Kapitalizmde işgücü metasının fiyatı olarak ücret, diğer metaların fiyatlarından farklı olarak genelde aşağıya doğru bir sapma gösterir ve emekçiye, gereksinimlerini acınası minimum sınırları içinde bile karşılamasını her zaman olanaklı kılmaz. Sosyalizmde, ücretli iş sistemi tamamen ortadan kaldırılır. Yani kapitalizmde geçerli olan, işgücünün değeri ücretin düzenleyicisidir yasası sosyalizmde tümüyle etkisini yitirir. Sosyalizmin ekonomik temel yasası, tüm toplumun sürekli olarak artan maddi ve kültürel gereksinimlerinin azami ölçüde tatmin edilmesinin güvence altına alınmasını gerektirmektedir. İşgücünün kapitalist zincirden kurtarılması, “onu bir yandan toplumun mevcut üretici güçlerinin izin verdiği ölçüde... ve diğer yandan kişiliğin tam gelişmesini gerektiren tüketimin ölçüsü kadar geliştirir.”(6)


Sosyalist üretimin büyüdüğü ve mükemmelleştiği ölçüde gerçek ücret de sürekli olarak artar.

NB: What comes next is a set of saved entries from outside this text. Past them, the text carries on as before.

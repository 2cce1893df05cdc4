//! Outbound HTTP call orchestration.
//!
//! A call starts life as a [`RequestBuilder`], is frozen into a
//! [`RequestSpec`], travels through a [`Transport`], and ends in exactly one of
//! two callbacks: a [`CallResponse`] for status 200, 201 or 204, or a
//! [`NormalizedError`] for everything else.
//!
//! Two execution paths are available:
//!
//! - [`SequentialCallQueue`] runs calls one at a time in enqueue order.
//! - [`CallRunner`] starts every call on its own task, optionally sampling
//!   upload progress.
//!
//! # Example
//!
//! ```ignore
//! use pinlane_net::http::{CallRunner, HttpMethod, RequestBuilder, ReqwestTransport};
//!
//! let runner = CallRunner::new(Arc::new(ReqwestTransport::new()?));
//!
//! let spec = RequestBuilder::new()
//!     .url("https://api.example.com/items")
//!     .method(HttpMethod::Post)
//!     .text_body(r#"{"a":1}"#, Some("application/json"))
//!     .build()?;
//!
//! runner.send(
//!     spec,
//!     |response| println!("created: {}", response.text()),
//!     |error| eprintln!("{} ({})", error.description, error.code),
//! );
//! ```

mod call;
mod classify;
mod queue;
mod request;
mod response;
mod runner;
pub mod runtime;
mod transport;

pub use call::{CallId, CallOutcome, CompletionCallback, ErrorCallback, ProgressCallback};
pub use classify::{
    ErrorKind, NO_CONNECTION_DESCRIPTION, NormalizedError, SUCCESS_STATUSES,
    UNCLASSIFIABLE_DESCRIPTION, classify, codes, is_success_status,
};
pub use queue::{QueueConfig, QueueState, SequenceNumber, SequentialCallQueue};
pub use request::{
    BINARY_MIME, FileData, FormValue, HttpMethod, JSON_MIME, MultipartForm, RequestBody,
    RequestBuilder, RequestSpec,
};
pub use response::{CallResponse, ProgressTracker, ResponseSink, TransferProgress};
pub use runner::{CallHandle, CallRunner, RunnerConfig};
pub use transport::{
    ReqwestTransport, ReqwestTransportBuilder, Transport, TransportConfig, TransportError,
    TransportReply,
};
//! The transport seam and its reqwest implementation.
//!
//! Executors only ever talk to a [`Transport`]: hand it a [`RequestSpec`],
//! await a [`TransportReply`]. Dropping the returned future releases every
//! resource the transmission holds.

use std::future::Future;
use std::time::Duration;

use bytes::Bytes;
use futures_util::StreamExt;
use http::header::{CONTENT_LENGTH, CONTENT_TYPE, HeaderMap, HeaderName, HeaderValue};
use parking_lot::Mutex;

use super::request::{FormValue, MultipartForm, RequestBody, RequestSpec};
use super::response::{ProgressTracker, ResponseSink};
use crate::error::{NetError, Result};
use crate::tls::{Certificate, TrustPolicy};

/// Default size of the chunks a request body is streamed in (64 KiB).
const DEFAULT_UPLOAD_CHUNK_SIZE: usize = 64 * 1024;

/// What a transport returns once the exchange has finished.
#[derive(Debug)]
pub struct TransportReply {
    /// HTTP status code.
    pub status: u16,
    /// Response headers.
    pub headers: HeaderMap,
    /// The response body, written into the request's sink.
    pub body: ResponseSink,
    /// Request bytes uploaded when the exchange ended.
    pub uploaded_bytes: u64,
}

/// The exchange ended without any HTTP response.
#[derive(Debug, Clone, thiserror::Error)]
pub enum TransportError {
    /// Request timed out.
    #[error("Request timed out")]
    Timeout,
    /// Connection refused or failed.
    #[error("Connection error: {0}")]
    Connection(String),
    /// The transport could not be prepared for this request.
    #[error("Transport setup error: {0}")]
    Setup(String),
    /// Any other failure while sending or receiving.
    #[error("HTTP request error: {0}")]
    Request(String),
}

impl From<reqwest::Error> for TransportError {
    fn from(err: reqwest::Error) -> Self {
        if err.is_timeout() {
            Self::Timeout
        } else if err.is_connect() {
            Self::Connection(err.to_string())
        } else {
            Self::Request(err.to_string())
        }
    }
}

impl From<NetError> for TransportError {
    fn from(err: NetError) -> Self {
        Self::Setup(err.to_string())
    }
}

/// Something that can carry a [`RequestSpec`] over the network.
///
/// Implementations should keep `progress` up to date: upload bytes as the body
/// is handed to the network, download bytes as the response arrives.
pub trait Transport: Send + Sync + 'static {
    /// Send the request and wait for the whole response.
    fn transmit(
        &self,
        spec: RequestSpec,
        progress: ProgressTracker,
    ) -> impl Future<Output = std::result::Result<TransportReply, TransportError>> + Send;
}

/// Configuration for [`ReqwestTransport`].
#[derive(Clone, Debug)]
pub struct TransportConfig {
    /// Request timeout.
    pub timeout: Option<Duration>,
    /// Connect timeout.
    pub connect_timeout: Option<Duration>,
    /// Default user agent.
    pub user_agent: Option<String>,
    /// Extra root certificates to trust.
    pub root_certificates: Vec<Certificate>,
    /// Size of the chunks request bodies are streamed in.
    pub upload_chunk_size: usize,
}

impl Default for TransportConfig {
    fn default() -> Self {
        Self {
            timeout: Some(Duration::from_secs(30)),
            connect_timeout: Some(Duration::from_secs(10)),
            user_agent: Some(format!("pinlane/{} (Rust)", env!("CARGO_PKG_VERSION"))),
            root_certificates: Vec::new(),
            upload_chunk_size: DEFAULT_UPLOAD_CHUNK_SIZE,
        }
    }
}

/// Builder for creating a [`ReqwestTransport`] with custom configuration.
#[derive(Default)]
pub struct ReqwestTransportBuilder {
    config: TransportConfig,
    default_headers: HeaderMap,
}

impl ReqwestTransportBuilder {
    /// Create a new builder with default configuration.
    pub fn new() -> Self {
        Self::default()
    }

    /// Set the request timeout.
    pub fn timeout(mut self, timeout: Duration) -> Self {
        self.config.timeout = Some(timeout);
        self
    }

    /// Disable request timeout.
    pub fn no_timeout(mut self) -> Self {
        self.config.timeout = None;
        self
    }

    /// Set the connect timeout.
    pub fn connect_timeout(mut self, timeout: Duration) -> Self {
        self.config.connect_timeout = Some(timeout);
        self
    }

    /// Set the user agent string.
    pub fn user_agent(mut self, user_agent: impl Into<String>) -> Self {
        self.config.user_agent = Some(user_agent.into());
        self
    }

    /// Add a custom root certificate to trust.
    pub fn add_root_certificate(mut self, cert: Certificate) -> Self {
        self.config.root_certificates.push(cert);
        self
    }

    /// Set the chunk size request bodies are streamed in.
    pub fn upload_chunk_size(mut self, size: usize) -> Self {
        self.config.upload_chunk_size = size;
        self
    }

    /// Replace the whole configuration.
    pub fn config(mut self, config: TransportConfig) -> Self {
        self.config = config;
        self
    }

    /// Add a default header that will be sent with every request.
    pub fn default_header(mut self, name: &str, value: &str) -> Result<Self> {
        let name = HeaderName::from_bytes(name.as_bytes())?;
        let value = HeaderValue::from_str(value)?;
        self.default_headers.insert(name, value);
        Ok(self)
    }

    /// Build the transport.
    pub fn build(self) -> Result<ReqwestTransport> {
        if self.config.upload_chunk_size == 0 {
            return Err(NetError::Config(
                "upload_chunk_size must be greater than zero".to_string(),
            ));
        }

        let verifying = build_client(&self.config, &self.default_headers, TrustPolicy::Verify)?;

        Ok(ReqwestTransport {
            verifying,
            relaxed: Mutex::new(None),
            config: self.config,
            default_headers: self.default_headers,
        })
    }
}

fn build_client(
    config: &TransportConfig,
    default_headers: &HeaderMap,
    trust: TrustPolicy,
) -> Result<reqwest::Client> {
    let mut builder = reqwest::Client::builder();

    if let Some(timeout) = config.timeout {
        builder = builder.timeout(timeout);
    }
    if let Some(connect_timeout) = config.connect_timeout {
        builder = builder.connect_timeout(connect_timeout);
    }
    if let Some(ref ua) = config.user_agent {
        builder = builder.user_agent(ua);
    }

    for cert in &config.root_certificates {
        for reqwest_cert in cert.to_reqwest_certificates() {
            builder = builder.add_root_certificate(reqwest_cert);
        }
    }

    if trust.is_relaxed() {
        builder = builder.danger_accept_invalid_certs(true);
    }

    builder = builder.default_headers(default_headers.clone());

    Ok(builder.build()?)
}

/// The production [`Transport`], backed by `reqwest`.
///
/// Requests with [`TrustPolicy::DangerAcceptInvalidCerts`] go through a
/// separate client that is created on first use.
pub struct ReqwestTransport {
    verifying: reqwest::Client,
    relaxed: Mutex<Option<reqwest::Client>>,
    config: TransportConfig,
    default_headers: HeaderMap,
}

impl ReqwestTransport {
    /// Create a transport with default configuration.
    pub fn new() -> Result<Self> {
        ReqwestTransportBuilder::new().build()
    }

    /// Create a builder for configuring a new transport.
    pub fn builder() -> ReqwestTransportBuilder {
        ReqwestTransportBuilder::new()
    }

    /// Get the transport's configuration.
    pub fn config(&self) -> &TransportConfig {
        &self.config
    }

    fn client_for(&self, trust: TrustPolicy) -> Result<reqwest::Client> {
        if !trust.is_relaxed() {
            return Ok(self.verifying.clone());
        }

        let mut relaxed = self.relaxed.lock();
        if let Some(client) = relaxed.as_ref() {
            return Ok(client.clone());
        }
        tracing::warn!(
            target: "pinlane_net::transport",
            "certificate validation disabled for requests using the relaxed trust policy"
        );
        let client = build_client(&self.config, &self.default_headers, trust)?;
        *relaxed = Some(client.clone());
        Ok(client)
    }

    fn tracked_body(&self, bytes: Bytes, progress: &ProgressTracker) -> reqwest::Body {
        let chunk_size = self.config.upload_chunk_size.max(1);
        let chunks: Vec<Bytes> = (0..bytes.len())
            .step_by(chunk_size)
            .map(|start| bytes.slice(start..(start + chunk_size).min(bytes.len())))
            .collect();

        let progress = progress.clone();
        let stream = futures_util::stream::iter(chunks).map(move |chunk| {
            progress.advance_upload(chunk.len() as u64);
            Ok::<_, std::io::Error>(chunk)
        });
        reqwest::Body::wrap_stream(stream)
    }

    fn multipart(
        &self,
        form: MultipartForm,
        progress: &ProgressTracker,
    ) -> reqwest::multipart::Form {
        use reqwest::multipart::Part;

        form.iter()
            .fold(reqwest::multipart::Form::new(), |multipart, (name, value)| {
                let payload = value.payload();
                let len = payload.len() as u64;
                let part = match value {
                    FormValue::File(file) => Part::stream_with_length(
                        self.tracked_body(payload.clone(), progress),
                        len,
                    )
                    .file_name(file.filename.clone())
                    .mime_str(&file.mime)
                    .unwrap_or_else(|e| {
                        tracing::warn!(
                            target: "pinlane_net::transport",
                            "Invalid MIME type '{}': {}", file.mime, e
                        );
                        Part::stream_with_length(self.tracked_body(payload, progress), len)
                            .file_name(file.filename.clone())
                    }),
                    _ => Part::stream_with_length(self.tracked_body(payload, progress), len),
                };
                multipart.part(name.to_string(), part)
            })
    }
}

impl std::fmt::Debug for ReqwestTransport {
    fn fmt(&self, f: &mut std::fmt::Formatter<'_>) -> std::fmt::Result {
        f.debug_struct("ReqwestTransport")
            .field("config", &self.config)
            .finish()
    }
}

impl Transport for ReqwestTransport {
    async fn transmit(
        &self,
        spec: RequestSpec,
        progress: ProgressTracker,
    ) -> std::result::Result<TransportReply, TransportError> {
        let RequestSpec {
            method,
            url,
            mut headers,
            body,
            trust,
            mut sink,
        } = spec;

        let client = self.client_for(trust)?;
        progress.set_upload_total(body.upload_len());

        tracing::debug!(target: "pinlane_net::transport", %method, %url, "sending request");

        let mut request = client.request(method.to_reqwest(), url.clone());
        match body {
            RequestBody::None => {
                request = request.headers(headers);
            }
            RequestBody::Raw { bytes, .. } => {
                headers.insert(CONTENT_LENGTH, HeaderValue::from(bytes.len()));
                request = request
                    .headers(headers)
                    .body(self.tracked_body(bytes, &progress));
            }
            RequestBody::Multipart(form) => {
                headers.remove(CONTENT_TYPE);
                request = request
                    .headers(headers)
                    .multipart(self.multipart(form, &progress));
            }
        }

        let mut response = request.send().await?;
        let status = response.status().as_u16();
        let headers = response.headers().clone();
        progress.set_download_total(response.content_length());

        while let Some(chunk) = response.chunk().await? {
            progress.advance_download(chunk.len() as u64);
            sink.write(&chunk);
        }

        tracing::debug!(
            target: "pinlane_net::transport",
            %method,
            %url,
            status,
            bytes = sink.len(),
            "received response"
        );

        Ok(TransportReply {
            status,
            headers,
            body: sink,
            uploaded_bytes: progress.uploaded_bytes(),
        })
    }
}

#[cfg(test)]
mod tests {
    use super::*;

    #[test]
    fn test_transport_default_config() {
        let transport = ReqwestTransport::new().unwrap();
        assert_eq!(transport.config().timeout, Some(Duration::from_secs(30)));
        assert_eq!(transport.config().upload_chunk_size, DEFAULT_UPLOAD_CHUNK_SIZE);
        assert!(transport.config().root_certificates.is_empty());
    }

    #[test]
    fn test_transport_builder() {
        let transport = ReqwestTransport::builder()
            .timeout(Duration::from_secs(60))
            .connect_timeout(Duration::from_secs(3))
            .user_agent("pinlane-tests")
            .upload_chunk_size(128)
            .default_header("Accept", "application/json")
            .unwrap()
            .build()
            .unwrap();

        assert_eq!(transport.config().timeout, Some(Duration::from_secs(60)));
        assert_eq!(transport.config().connect_timeout, Some(Duration::from_secs(3)));
        assert_eq!(transport.config().user_agent.as_deref(), Some("pinlane-tests"));
        assert_eq!(transport.config().upload_chunk_size, 128);
    }

    #[test]
    fn test_zero_chunk_size_is_rejected() {
        let result = ReqwestTransport::builder().upload_chunk_size(0).build();
        assert!(matches!(result, Err(NetError::Config(_))));
    }

    #[test]
    fn test_invalid_default_header_is_rejected() {
        let result = ReqwestTransport::builder().default_header("bad header", "x");
        assert!(matches!(result, Err(NetError::InvalidHeader(_))));
    }

    #[test]
    fn test_relaxed_client_is_created_once() {
        let transport = ReqwestTransport::new().unwrap();
        assert!(transport.relaxed.lock().is_none());
        transport
            .client_for(TrustPolicy::DangerAcceptInvalidCerts)
            .unwrap();
        assert!(transport.relaxed.lock().is_some());
        transport.client_for(TrustPolicy::Verify).unwrap();
    }
}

Sosyalizmin ekonomik temel yasasının üretimin canlanmasının uyarılması ve emekçilerin artan refah düzeyinin güvence altına alınmasını öngören talebi, yapılan işe göre paylaşım yasası üzerinden gerçekleştirilir. Bu yasaya göre, her emekçinin toplumsal toplam üründen aldığı pay, onun yaptığı işin niteliği ve niceliği tarafından belirlenmektedir. Bu yasa sosyalizmde bir zorunluluğu, kaçınılmazlığı ve bu anlamda ücret farklılığının yasallığa dayandığını gösterir. Sosyalizmde bu yasallıktan kurtuluş yoktur. Önemli olan bu yasallığı sosyalizmde nesnel gerçekliğinin bir ifadesi olarak kavrayabilmektir, analiz edebilmektir ve yasanın gereğine göre hareket edebilmektir.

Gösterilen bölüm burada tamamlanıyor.